A partir daí a seleção brasileira não criou praticamente nada, em meio a todas as dificuldades o jogo era constantemente interrompido porque juiz não tirava o apito da boca, para o desespero da torcida e de Felipe Melo, que pisou em Robben e foi expulso aos 27. Pareciam todos paralisados, e a mudança de postura da arbitragem (apitando todo e qualquer contato, o árbitro construiu um segundo tempo picado) prejudicava qualquer tentativa de redenção brasileira, que até ofereceu perigo em algumas jogadas, mas faltava a consistência do primeiro tempo.

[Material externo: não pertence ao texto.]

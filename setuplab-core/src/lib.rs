//! SetupLab Core: setup geometry, bar-path outcome classification, realized R.
//!
//! This crate holds the pure, allocation-light part of the evaluator:
//! - Domain types (setups, bars, evaluated outcomes)
//! - Geometry adjuster that rescales stop and target distances
//! - Execution model with point slippage and per-trade commission in R
//! - Bar-path classifier folded over an explicit evaluation state
//!
//! Nothing here performs I/O or holds global state; every function is safe to
//! call from many threads at once.

pub mod domain;
pub mod engine;
pub mod execution;
pub mod geometry;

pub use domain::{
    round_dp, Direction, EvaluatedOutcome, FinalOutcome, GateStatus, PriceBar, SetupCandidate,
    SetupEvaluation, TradeManagement,
};
pub use engine::{evaluate_setup, EvaluationOptions};
pub use execution::ExecutionModel;
pub use geometry::{apply_geometry, recompute_stop, GeometryAdjustment, StopContext};
//! Domain types for setup evaluation.

pub mod bar;
pub mod outcome;
pub mod setup;

pub use bar::PriceBar;
pub use outcome::{EvaluatedOutcome, FinalOutcome, SetupEvaluation};
pub use setup::{Direction, GateStatus, SetupCandidate, TradeManagement};

/// Round to a fixed number of decimal places.
///
/// Prices are reported at 2 places, R multiples and geometry at 4, so results
/// are reproducible across platforms.
pub fn round_dp(value: f64, decimals: u32) -> f64 {
    let factor = 10_f64.powi(decimals as i32);
    (value * factor).round() / factor
}

#[cfg(test)]
mod tests {
    use super::*;

    #[test]
    fn round_dp_rounds_half_away_from_zero() {
        assert_eq!(round_dp(1.23456, 4), 1.2346);
        assert_eq!(round_dp(-0.125, 2), -0.13);
        assert_eq!(round_dp(2.0, 2), 2.0);
    }
}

Me lembro bem da raça ser o único impulso nos minutos finais, havia brio e Robinho direcionava todos os palavrões que aprendeu em sua vida ao jogador holandês que se sentava no campo tentando enrolar a partida. Uma sequência de escanteios dava esperanças ao Brasil, no último Maicon olhou para a grande área e cerrou os punhos, sacudiu os braços enviando forças para os companheiros que iriam cabecear aquela bola, tomou muito cuidado e cruzou bem, mas a finalização terminou nas mãos do goleiro adversário. Mais uma vez estávamos eliminados nas quartas, Holanda 2 a 1. Talvez eu tenha este episódio na memória como um fator trágico por ver os jogadores sentindo o mesmo que os torcedores mais apaixonados sentiam, e apesar de parecer bonito, sabemos que no futebol não deve ser assim.

Aqueles dias em que torcemos para lembrarmos para sempre de cada detalhe, não apenas do jogo, mas de todas as especificidades que levaram nossas vidas àquele momento.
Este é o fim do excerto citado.